To characterize the translation, let be the number of values in the domain of a quasi-identifier attribute. The original domain is represented by a bit string of 1s, while a 0 bit indicates that a partition demarcation has been removed to extend an interval1 (ie, the values have been generalized).

Search Algorithms

Random Chain

If the boundary does not contain policies that overrideα, they are inserted into the boundary.

Sublattice Heuristic Search

If we draw a line parallel to the y-axis at each boundary point in R-U space, then the area of the non-dominated region consists of the resulting rectangles. Although any of the policies in the sub-grid can improve the current limit, they can dominate each other.

Experiments Setup

Real World Policy: HIPAA Safe Harbor
Evaluation Dataset
Risk Computation
Utility Computation

In contrast, a maximal chain is the maximal set of policies in the sublattice that can be guaranteed to be on the new frontier. The disclosure risk for the entire generalized data set is equal to the sum of the risk for each record.

Performance Evaluation Results

Next, we evaluated the effect of the subgrid heuristic (i.e., the area below the boundary) on search. For the set of grids in each group, the mean and confidence interval of the ratio of the number of policies updating the boundary to the total number of policies is calculated.

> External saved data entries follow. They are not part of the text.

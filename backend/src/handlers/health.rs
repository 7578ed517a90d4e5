use std::sync::Arc;

use axum::extract::{Extension, State};
use axum::Json;
use serde_json::json;

use crate::middleware::RequestId;
use crate::AppState;

pub async fn health(State(state): State<Arc<AppState>>, Extension(request_id): Extension<RequestId>) -> Json<serde_json::Value> {
    let uptime_seconds = state.started_at.elapsed().as_secs();
    Json(json!({
        "status": "ok",
        "timestamp": chrono::Utc::now().to_rfc3339(),
        "uptimeSeconds": uptime_seconds,
        "version": env!("CARGO_PKG_VERSION"),
        "environment": std::env::var("APP_ENV").unwrap_or_else(|_| "development".to_string()),
        "memory": {
            "cacheEntries": state.orchestrator.cache().len(),
        },
        "requestId": request_id.0,
    }))
}
//! End-to-end tests that exercise the orchestrator through the HTTP router,
//! mirroring the unit tests living next to each service module.

pub mod common;
mod compare_api_test;
mod profile_api_test;
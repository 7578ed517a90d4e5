pub mod cache;
pub mod comparison;
pub mod csv_parser;
pub mod orchestrator;
pub mod profiling;
pub mod record_view;
pub mod rng;
pub mod sampling;
pub mod worker_pool;

pub use orchestrator::{ComparisonOutcome, Orchestrator, OrchestratorError, ProfileOutcome};
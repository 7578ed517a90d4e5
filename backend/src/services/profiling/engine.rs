use std::collections::HashMap;

use crate::config::WorkerPoolConfig;
use crate::models::{ColumnStats, ColumnType, CorrelationPartitions, Insight};
use crate::services::profiling::{column_stats, correlation, insights};
use crate::services::record_view::RecordView;
use crate::services::worker_pool::{self, PoolOptions, TaskName};

pub struct ProfilingResult {
    pub column_stats: HashMap<String, ColumnStats>,
    pub correlations: CorrelationPartitions,
    pub insights: Vec<Insight>,
}

/// Runs the full profiling pass: per-column stats, the correlation matrix,
/// and derived insights. Dispatches column profiling and correlation
/// computation through the worker pool once the column/pair count crosses
/// the configured thresholds; falls back to sequential execution (and logs
/// a warning) if the pool run itself fails, since a parallelism failure
/// here is an implementation detail, not a reason to fail the request.
pub async fn profile(view: &RecordView, cfg: &WorkerPoolConfig) -> ProfilingResult {
    let columns = view.column_names().to_vec();

    let column_stats = if columns.len() > cfg.column_threshold && cfg.max_workers > 1 {
        match profile_columns_parallel(view, &columns, cfg).await {
            Ok(map) => map,
            Err(err) => {
                tracing::warn!(error = %err, "parallel column profiling failed, falling back to sequential");
                profile_columns_sequential(view, &columns)
            }
        }
    } else {
        profile_columns_sequential(view, &columns)
    };

    let numeric_columns: Vec<String> = column_stats
        .iter()
        .filter(|(_, stats)| stats.r#type == ColumnType::Numeric)
        .map(|(name, _)| name.clone())
        .collect();

    let pair_count = upper_triangular_count(numeric_columns.len());
    let correlations = if pair_count > cfg.pair_threshold && cfg.max_workers > 1 {
        match correlations_parallel(view, &numeric_columns, cfg).await {
            Ok(partitions) => partitions,
            Err(err) => {
                tracing::warn!(error = %err, "parallel correlation computation failed, falling back to sequential");
                correlation::compute_pairs(view, &numeric_columns)
            }
        }
    } else {
        correlation::compute_pairs(view, &numeric_columns)
    };

    let generated_insights = insights::generate_insights(&column_stats, &correlations);

    ProfilingResult { column_stats, correlations, insights: generated_insights }
}

fn profile_columns_sequential(view: &RecordView, columns: &[String]) -> HashMap<String, ColumnStats> {
    columns.iter().map(|c| (c.clone(), column_stats::profile_column_safe(view, c))).collect()
}

fn upper_triangular_count(n: usize) -> usize {
    n.saturating_sub(1) * n / 2
}

/// `taskName = profileColumns` sharding: split the column list into
/// `max_workers` disjoint groups, profile each group in its own worker, and
/// combine by key union (disjoint by construction, so no collision to
/// resolve).
async fn profile_columns_parallel(
    view: &RecordView,
    columns: &[String],
    cfg: &WorkerPoolConfig,
) -> Result<HashMap<String, ColumnStats>, worker_pool::PoolError> {
    let groups = partition_columns(columns, cfg.max_workers);
    let jobs: Vec<_> = groups
        .into_iter()
        .map(|group| {
            let view = view.clone();
            move || -> Result<HashMap<String, ColumnStats>, String> {
                Ok(group.iter().map(|c| (c.clone(), column_stats::profile_column_safe(&view, c))).collect())
            }
        })
        .collect();

    let opts = PoolOptions {
        max_workers: cfg.max_workers,
        timeout_ms: cfg.default_timeout_ms,
        task_name: TaskName::ProfileColumns,
    };
    let partials = worker_pool::run(jobs, &opts).await?;
    Ok(combine_column_stats(partials))
}

fn combine_column_stats(partials: Vec<HashMap<String, ColumnStats>>) -> HashMap<String, ColumnStats> {
    let mut combined = HashMap::new();
    for partial in partials {
        combined.extend(partial);
    }
    combined
}

fn partition_columns(columns: &[String], group_count: usize) -> Vec<Vec<String>> {
    if columns.is_empty() || group_count == 0 {
        return vec![columns.to_vec()];
    }
    let chunk = (columns.len() as f64 / group_count as f64).ceil() as usize;
    let chunk = chunk.max(1);
    columns.chunks(chunk).map(|c| c.to_vec()).collect()
}

/// `taskName = calculateCorrelations` sharding: divide the numeric-column
/// index space into ranges, compute each range's pairs in its own worker,
/// then concatenate, re-sort by descending strength, and recompute the
/// partitions.
async fn correlations_parallel(
    view: &RecordView,
    numeric_columns: &[String],
    cfg: &WorkerPoolConfig,
) -> Result<CorrelationPartitions, worker_pool::PoolError> {
    let ranges = correlation::column_ranges(numeric_columns.len(), cfg.max_workers);
    let jobs: Vec<_> = ranges
        .into_iter()
        .map(|(start, end)| {
            let view = view.clone();
            let numeric_columns = numeric_columns.to_vec();
            move || -> Result<Vec<crate::models::CorrelationPair>, String> {
                Ok(correlation::pairs_for(&view, &numeric_columns, start, end))
            }
        })
        .collect();

    let opts = PoolOptions {
        max_workers: cfg.max_workers,
        timeout_ms: cfg.default_timeout_ms,
        task_name: TaskName::CalculateCorrelations,
    };
    let partials = worker_pool::run(jobs, &opts).await?;
    let all: Vec<_> = partials.into_iter().flatten().collect();
    Ok(CorrelationPartitions::from_all(all))
}
use axum::http::StatusCode;
use axum::response::{IntoResponse, Response};
use axum::Json;
use serde::Serialize;
use serde_json::json;

use crate::services::OrchestratorError;

/// Every error kind the HTTP surface can produce, mapped to a status code
/// and a JSON body of `{error, details?, parseErrors?, requestId}`.
/// `CacheError` deliberately has no variant here — it's caught and logged at
/// the cache boundary and converted to a miss or `stored: false`, never
/// surfaced to the caller.
#[derive(Debug, thiserror::Error)]
pub enum ApiError {
    #[error("{0}")]
    Validation(String),
    #[error("{0}")]
    Parse(String),
    #[error("request timed out")]
    Timeout,
    #[error("{0}")]
    Internal(String),
}

#[derive(Debug, Serialize)]
#[serde(rename_all = "camelCase")]
struct ErrorBody {
    error: String,
    #[serde(skip_serializing_if = "Option::is_none")]
    details: Option<String>,
    request_id: String,
}

pub type ApiResult<T> = Result<T, ApiError>;

impl From<OrchestratorError> for ApiError {
    fn from(err: OrchestratorError) -> Self {
        match err {
            OrchestratorError::Validation(message) => ApiError::Validation(message),
            OrchestratorError::Parse(message) => ApiError::Parse(message),
            OrchestratorError::Timeout => ApiError::Timeout,
            OrchestratorError::Internal(message) => ApiError::Internal(message),
        }
    }
}

impl ApiError {
    fn status(&self) -> StatusCode {
        match self {
            ApiError::Validation(_) | ApiError::Parse(_) => StatusCode::BAD_REQUEST,
            ApiError::Timeout => StatusCode::GATEWAY_TIMEOUT,
            ApiError::Internal(_) => StatusCode::INTERNAL_SERVER_ERROR,
        }
    }

    /// The request ID is attached by the response middleware after the
    /// handler returns; handlers needing it in the error body itself pass
    /// it explicitly via [`with_request_id`].
    pub fn with_request_id(self, request_id: impl Into<String>) -> Response {
        let request_id = request_id.into();
        let status = self.status();
        if matches!(status, StatusCode::INTERNAL_SERVER_ERROR) {
            tracing::error!(request_id, error = %self, "unhandled internal error");
        } else {
            tracing::warn!(request_id, error = %self, "request rejected");
        }
        let body = ErrorBody { error: self.to_string(), details: None, request_id };
        (status, Json(body)).into_response()
    }
}

impl IntoResponse for ApiError {
    fn into_response(self) -> Response {
        self.with_request_id("unknown")
    }
}

pub fn usage_document(config: &crate::config::Config) -> serde_json::Value {
    json!({
        "description": "POST a CSV document (or pre-parsed records) to profile it.",
        "body": {
            "csv": "string",
            "options": {
                "delimiter": null,
                "skipEmptyLines": true,
                "enableSampling": true,
                "sampleSize": config.sampling.default_max_sample_size,
                "fullAnalysis": false,
                "useCache": true,
            }
        }
    })
}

Figure 5.5: The efficiency of search strategies on the Adult dataset as a function of number of policies searched.

Empirical Analysis Results

Frontier Case Studies
Policies on the Frontier
Policies Dominating Safe Harbor
Frontier Ranges
Improvement of the Frontier R-U Tradeoff

The result of the comparison of the ranges of the k-anonymity limit and the SHS limit is summarized in table 5.3. We shorten the SHS limit to be in the same range of the corresponding k-anonymization limit for a fair comparison.

Table 5.1: Number of policies on the frontier for the Adult dataset with ZIP codes simulated based on U.S

Discussion and Conclusions

InProceedings of the 22nd ACM International Conference on Conference on Information and Knowledge Management, pagina's. In Proceedings of the 21st ACM International Conference on Information and Knowledge Management, pagina's.